• **Task objective**: This task calls for copying every line of the records that includes the word "FileChange".

Collected data:
++++++++++++++++++++
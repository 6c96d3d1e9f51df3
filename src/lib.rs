//! Imprint: Incremental Build Change Detection
//!
//! Decides, for the input/output file trees attached to a build step,
//! whether anything relevant changed since the step last ran. File trees
//! are snapshotted into Merkle-hashed physical snapshots, normalized into
//! comparable fingerprints, and persisted to an on-disk store so later
//! builds can compare against them without re-reading every byte.

pub mod encoding;
pub mod error;
pub mod fingerprint;
pub mod hashing;
pub mod interner;
pub mod snapshot;
pub mod store;
pub mod types;
//! Change reporting for fingerprint comparison.

use crate::fingerprint::FileType;
use std::fmt;

/// What happened to an entry between two fingerprints.
#[derive(Debug, Clone, Copy, PartialEq, Eq)]
pub enum ChangeKind {
    Added,
    Removed,
    Modified,
}

/// A single reported difference between two fingerprints.
#[derive(Debug, Clone, PartialEq, Eq)]
pub struct FileChange {
    pub kind: ChangeKind,
    /// Human-readable description of the compared property, e.g.
    /// `"Input files"`.
    pub title: String,
    /// The normalization key of the affected entry.
    pub path: String,
    pub file_type: FileType,
}

impl FileChange {
    pub fn added(title: &str, path: &str, file_type: FileType) -> Self {
        Self::new(ChangeKind::Added, title, path, file_type)
    }

    pub fn removed(title: &str, path: &str, file_type: FileType) -> Self {
        Self::new(ChangeKind::Removed, title, path, file_type)
    }

    pub fn modified(title: &str, path: &str, file_type: FileType) -> Self {
        Self::new(ChangeKind::Modified, title, path, file_type)
    }

    fn new(kind: ChangeKind, title: &str, path: &str, file_type: FileType) -> Self {
        Self {
            kind,
            title: title.to_string(),
            path: path.to_string(),
            file_type,
        }
    }
}

impl fmt::Display for FileChange {
    fn fmt(&self, f: &mut fmt::Formatter<'_>) -> fmt::Result {
        let entity = match self.file_type {
            FileType::Directory => "directory",
            FileType::RegularFile | FileType::Missing => "file",
        };
        let verb = match self.kind {
            ChangeKind::Added => "has been added",
            ChangeKind::Removed => "has been removed",
            ChangeKind::Modified => "has changed",
        };
        write!(f, "{} {} '{}' {}.", self.title, entity, self.path, verb)
    }
}

/// Receives reported changes. Returning `false` aborts the comparison walk
/// early; the caller propagates that `false` as its own return value.
pub trait ChangeVisitor {
    fn visit_change(&mut self, change: FileChange) -> bool;
}

/// Visitor that collects every reported change.
#[derive(Debug, Default)]
pub struct CollectingChangeVisitor {
    changes: Vec<FileChange>,
}

impl CollectingChangeVisitor {
    pub fn new() -> Self {
        Self::default()
    }

    pub fn changes(&self) -> &[FileChange] {
        &self.changes
    }

    pub fn into_changes(self) -> Vec<FileChange> {
        self.changes
    }
}

impl ChangeVisitor for CollectingChangeVisitor {
    fn visit_change(&mut self, change: FileChange) -> bool {
        self.changes.push(change);
        true
    }
}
++++++++++++++++++++
• **Task solution**:
pub struct FileChange {
impl FileChange {
impl fmt::Display for FileChange {
    fn visit_change(&mut self, change: FileChange) -> bool;
    changes: Vec<FileChange>,
    pub fn changes(&self) -> &[FileChange] {
    pub fn into_changes(self) -> Vec<FileChange> {
    fn visit_change(&mut self, change: FileChange) -> bool {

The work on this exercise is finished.